# REQUIRED WORK
In the entries below, find each line with the word "letter" and pull it out.

+++ EXERCISE MATERIAL +++

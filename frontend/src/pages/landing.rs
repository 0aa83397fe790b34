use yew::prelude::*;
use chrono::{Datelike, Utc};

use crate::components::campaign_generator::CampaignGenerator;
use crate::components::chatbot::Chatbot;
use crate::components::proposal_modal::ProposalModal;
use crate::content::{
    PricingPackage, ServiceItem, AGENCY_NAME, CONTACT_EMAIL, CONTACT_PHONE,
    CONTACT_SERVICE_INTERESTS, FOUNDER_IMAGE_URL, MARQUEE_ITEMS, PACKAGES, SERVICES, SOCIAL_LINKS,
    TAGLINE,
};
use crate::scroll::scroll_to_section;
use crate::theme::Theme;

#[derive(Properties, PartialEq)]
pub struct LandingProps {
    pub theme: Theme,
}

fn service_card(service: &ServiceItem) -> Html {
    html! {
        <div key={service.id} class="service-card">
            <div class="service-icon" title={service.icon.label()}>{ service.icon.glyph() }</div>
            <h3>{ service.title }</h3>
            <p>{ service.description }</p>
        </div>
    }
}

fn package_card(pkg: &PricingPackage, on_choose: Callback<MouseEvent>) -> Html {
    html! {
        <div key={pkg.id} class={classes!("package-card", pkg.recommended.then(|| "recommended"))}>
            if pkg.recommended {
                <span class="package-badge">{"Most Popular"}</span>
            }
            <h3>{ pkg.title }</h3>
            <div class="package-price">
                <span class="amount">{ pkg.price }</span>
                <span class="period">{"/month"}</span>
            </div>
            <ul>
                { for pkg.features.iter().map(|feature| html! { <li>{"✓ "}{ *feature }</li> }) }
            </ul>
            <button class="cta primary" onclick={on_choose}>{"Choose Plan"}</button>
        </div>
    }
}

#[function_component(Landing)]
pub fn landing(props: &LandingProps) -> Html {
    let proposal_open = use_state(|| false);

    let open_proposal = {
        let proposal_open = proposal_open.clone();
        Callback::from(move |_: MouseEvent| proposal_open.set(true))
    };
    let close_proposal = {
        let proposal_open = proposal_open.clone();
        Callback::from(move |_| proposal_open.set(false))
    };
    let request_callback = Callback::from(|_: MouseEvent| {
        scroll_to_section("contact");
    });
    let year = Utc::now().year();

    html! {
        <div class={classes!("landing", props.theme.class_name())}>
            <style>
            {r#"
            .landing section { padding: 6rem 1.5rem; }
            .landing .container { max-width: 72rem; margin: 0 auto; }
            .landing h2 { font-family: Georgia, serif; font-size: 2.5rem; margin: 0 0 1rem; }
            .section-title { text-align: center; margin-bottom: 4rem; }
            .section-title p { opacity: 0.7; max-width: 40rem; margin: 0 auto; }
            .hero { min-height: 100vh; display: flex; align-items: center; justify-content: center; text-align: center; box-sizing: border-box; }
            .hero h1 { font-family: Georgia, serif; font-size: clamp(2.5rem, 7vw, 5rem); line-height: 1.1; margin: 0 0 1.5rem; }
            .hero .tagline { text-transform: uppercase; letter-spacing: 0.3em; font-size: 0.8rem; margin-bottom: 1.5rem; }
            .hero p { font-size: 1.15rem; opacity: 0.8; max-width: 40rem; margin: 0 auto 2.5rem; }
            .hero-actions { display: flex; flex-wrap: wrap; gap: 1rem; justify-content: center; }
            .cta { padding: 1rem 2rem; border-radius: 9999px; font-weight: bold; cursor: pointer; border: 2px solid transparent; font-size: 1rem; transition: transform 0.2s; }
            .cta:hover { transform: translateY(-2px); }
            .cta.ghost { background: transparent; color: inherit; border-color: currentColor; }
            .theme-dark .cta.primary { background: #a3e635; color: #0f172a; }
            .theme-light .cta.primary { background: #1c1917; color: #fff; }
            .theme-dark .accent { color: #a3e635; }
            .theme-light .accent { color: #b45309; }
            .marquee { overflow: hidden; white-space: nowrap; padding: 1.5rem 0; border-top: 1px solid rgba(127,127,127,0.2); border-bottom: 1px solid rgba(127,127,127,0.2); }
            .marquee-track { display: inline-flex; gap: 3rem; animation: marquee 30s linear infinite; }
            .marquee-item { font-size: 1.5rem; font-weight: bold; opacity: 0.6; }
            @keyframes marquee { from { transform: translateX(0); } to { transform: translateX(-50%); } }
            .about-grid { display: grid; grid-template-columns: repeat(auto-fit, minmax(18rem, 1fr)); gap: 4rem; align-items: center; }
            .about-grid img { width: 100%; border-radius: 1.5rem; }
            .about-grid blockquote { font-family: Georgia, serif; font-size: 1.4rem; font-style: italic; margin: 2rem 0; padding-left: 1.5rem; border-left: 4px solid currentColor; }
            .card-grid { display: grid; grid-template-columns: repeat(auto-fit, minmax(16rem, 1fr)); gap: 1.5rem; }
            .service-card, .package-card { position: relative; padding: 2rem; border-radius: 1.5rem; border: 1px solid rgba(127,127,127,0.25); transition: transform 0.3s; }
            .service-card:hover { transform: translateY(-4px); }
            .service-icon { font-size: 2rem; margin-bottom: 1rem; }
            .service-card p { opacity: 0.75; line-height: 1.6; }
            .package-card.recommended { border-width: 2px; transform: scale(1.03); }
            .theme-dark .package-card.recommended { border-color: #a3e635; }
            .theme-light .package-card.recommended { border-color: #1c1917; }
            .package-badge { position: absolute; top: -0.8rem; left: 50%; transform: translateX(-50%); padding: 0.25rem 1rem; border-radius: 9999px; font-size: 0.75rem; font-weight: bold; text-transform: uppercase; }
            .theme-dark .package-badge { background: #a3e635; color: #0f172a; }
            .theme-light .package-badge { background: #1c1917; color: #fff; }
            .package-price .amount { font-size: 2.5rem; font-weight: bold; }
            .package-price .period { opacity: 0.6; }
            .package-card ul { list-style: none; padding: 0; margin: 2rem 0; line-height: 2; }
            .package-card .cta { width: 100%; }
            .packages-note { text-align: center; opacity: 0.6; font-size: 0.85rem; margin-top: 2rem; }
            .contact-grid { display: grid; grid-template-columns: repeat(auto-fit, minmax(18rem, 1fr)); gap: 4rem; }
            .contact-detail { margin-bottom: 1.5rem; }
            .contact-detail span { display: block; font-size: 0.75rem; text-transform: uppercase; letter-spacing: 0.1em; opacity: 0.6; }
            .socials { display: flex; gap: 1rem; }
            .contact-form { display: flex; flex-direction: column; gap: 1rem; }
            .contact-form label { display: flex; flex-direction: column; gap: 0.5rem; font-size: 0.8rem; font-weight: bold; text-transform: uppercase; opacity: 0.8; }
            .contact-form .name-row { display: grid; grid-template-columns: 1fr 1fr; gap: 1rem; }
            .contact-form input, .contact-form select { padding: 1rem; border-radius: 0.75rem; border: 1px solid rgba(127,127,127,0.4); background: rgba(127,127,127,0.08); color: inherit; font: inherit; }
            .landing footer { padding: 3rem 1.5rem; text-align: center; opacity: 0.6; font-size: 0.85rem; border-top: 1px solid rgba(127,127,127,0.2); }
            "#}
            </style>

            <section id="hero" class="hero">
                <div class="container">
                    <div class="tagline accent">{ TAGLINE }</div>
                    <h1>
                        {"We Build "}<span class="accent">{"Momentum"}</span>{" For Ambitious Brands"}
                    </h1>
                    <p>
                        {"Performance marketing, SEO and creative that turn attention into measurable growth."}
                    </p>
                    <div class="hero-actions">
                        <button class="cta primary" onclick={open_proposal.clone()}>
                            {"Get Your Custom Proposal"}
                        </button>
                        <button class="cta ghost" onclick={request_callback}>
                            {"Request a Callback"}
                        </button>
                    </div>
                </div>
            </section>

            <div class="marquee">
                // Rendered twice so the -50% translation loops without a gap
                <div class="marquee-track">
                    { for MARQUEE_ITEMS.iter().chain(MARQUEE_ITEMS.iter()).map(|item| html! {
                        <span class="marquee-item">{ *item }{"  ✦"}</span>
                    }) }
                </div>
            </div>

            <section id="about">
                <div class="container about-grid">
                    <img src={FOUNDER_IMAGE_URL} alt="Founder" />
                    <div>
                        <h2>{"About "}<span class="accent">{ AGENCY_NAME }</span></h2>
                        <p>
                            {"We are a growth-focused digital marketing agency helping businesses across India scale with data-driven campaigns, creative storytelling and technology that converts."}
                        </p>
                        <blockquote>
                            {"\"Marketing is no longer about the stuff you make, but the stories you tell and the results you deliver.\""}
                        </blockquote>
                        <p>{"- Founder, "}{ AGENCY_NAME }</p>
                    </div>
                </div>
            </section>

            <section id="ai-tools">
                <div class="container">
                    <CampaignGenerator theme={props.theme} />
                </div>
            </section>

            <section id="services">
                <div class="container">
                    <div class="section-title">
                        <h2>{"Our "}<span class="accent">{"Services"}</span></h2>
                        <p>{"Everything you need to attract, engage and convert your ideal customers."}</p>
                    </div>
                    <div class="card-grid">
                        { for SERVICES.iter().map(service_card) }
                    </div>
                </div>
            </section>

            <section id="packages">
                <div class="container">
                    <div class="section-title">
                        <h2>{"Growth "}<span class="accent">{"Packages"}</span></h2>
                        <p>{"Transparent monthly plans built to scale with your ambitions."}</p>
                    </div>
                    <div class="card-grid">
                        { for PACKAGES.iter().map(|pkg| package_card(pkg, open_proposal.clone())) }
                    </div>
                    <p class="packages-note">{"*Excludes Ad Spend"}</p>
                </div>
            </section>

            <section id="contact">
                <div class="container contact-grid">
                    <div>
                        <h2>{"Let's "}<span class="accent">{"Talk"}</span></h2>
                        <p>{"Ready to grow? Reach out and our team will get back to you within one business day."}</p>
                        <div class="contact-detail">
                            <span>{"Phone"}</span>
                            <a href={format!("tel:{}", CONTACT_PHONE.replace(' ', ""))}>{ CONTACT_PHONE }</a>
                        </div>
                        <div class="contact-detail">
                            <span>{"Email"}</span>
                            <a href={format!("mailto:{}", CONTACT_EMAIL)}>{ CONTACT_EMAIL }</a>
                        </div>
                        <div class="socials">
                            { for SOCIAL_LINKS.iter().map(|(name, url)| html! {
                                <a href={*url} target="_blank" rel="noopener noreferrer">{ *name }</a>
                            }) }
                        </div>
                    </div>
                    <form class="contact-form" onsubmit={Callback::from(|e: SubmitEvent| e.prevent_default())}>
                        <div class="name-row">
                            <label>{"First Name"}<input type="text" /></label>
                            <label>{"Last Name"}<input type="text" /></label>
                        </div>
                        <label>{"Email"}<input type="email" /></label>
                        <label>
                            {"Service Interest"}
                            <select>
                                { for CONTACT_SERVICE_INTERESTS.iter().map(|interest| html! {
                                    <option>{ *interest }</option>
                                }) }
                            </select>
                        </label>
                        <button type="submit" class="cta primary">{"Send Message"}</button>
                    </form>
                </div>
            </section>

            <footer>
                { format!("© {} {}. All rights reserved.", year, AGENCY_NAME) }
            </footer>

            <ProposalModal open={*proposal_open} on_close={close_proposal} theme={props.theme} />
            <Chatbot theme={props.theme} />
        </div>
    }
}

+++

# THE ANSWER
            .hero .tagline { text-transform: uppercase; letter-spacing: 0.3em; font-size: 0.8rem; margin-bottom: 1.5rem; }
            .contact-detail span { display: block; font-size: 0.75rem; text-transform: uppercase; letter-spacing: 0.1em; opacity: 0.6; }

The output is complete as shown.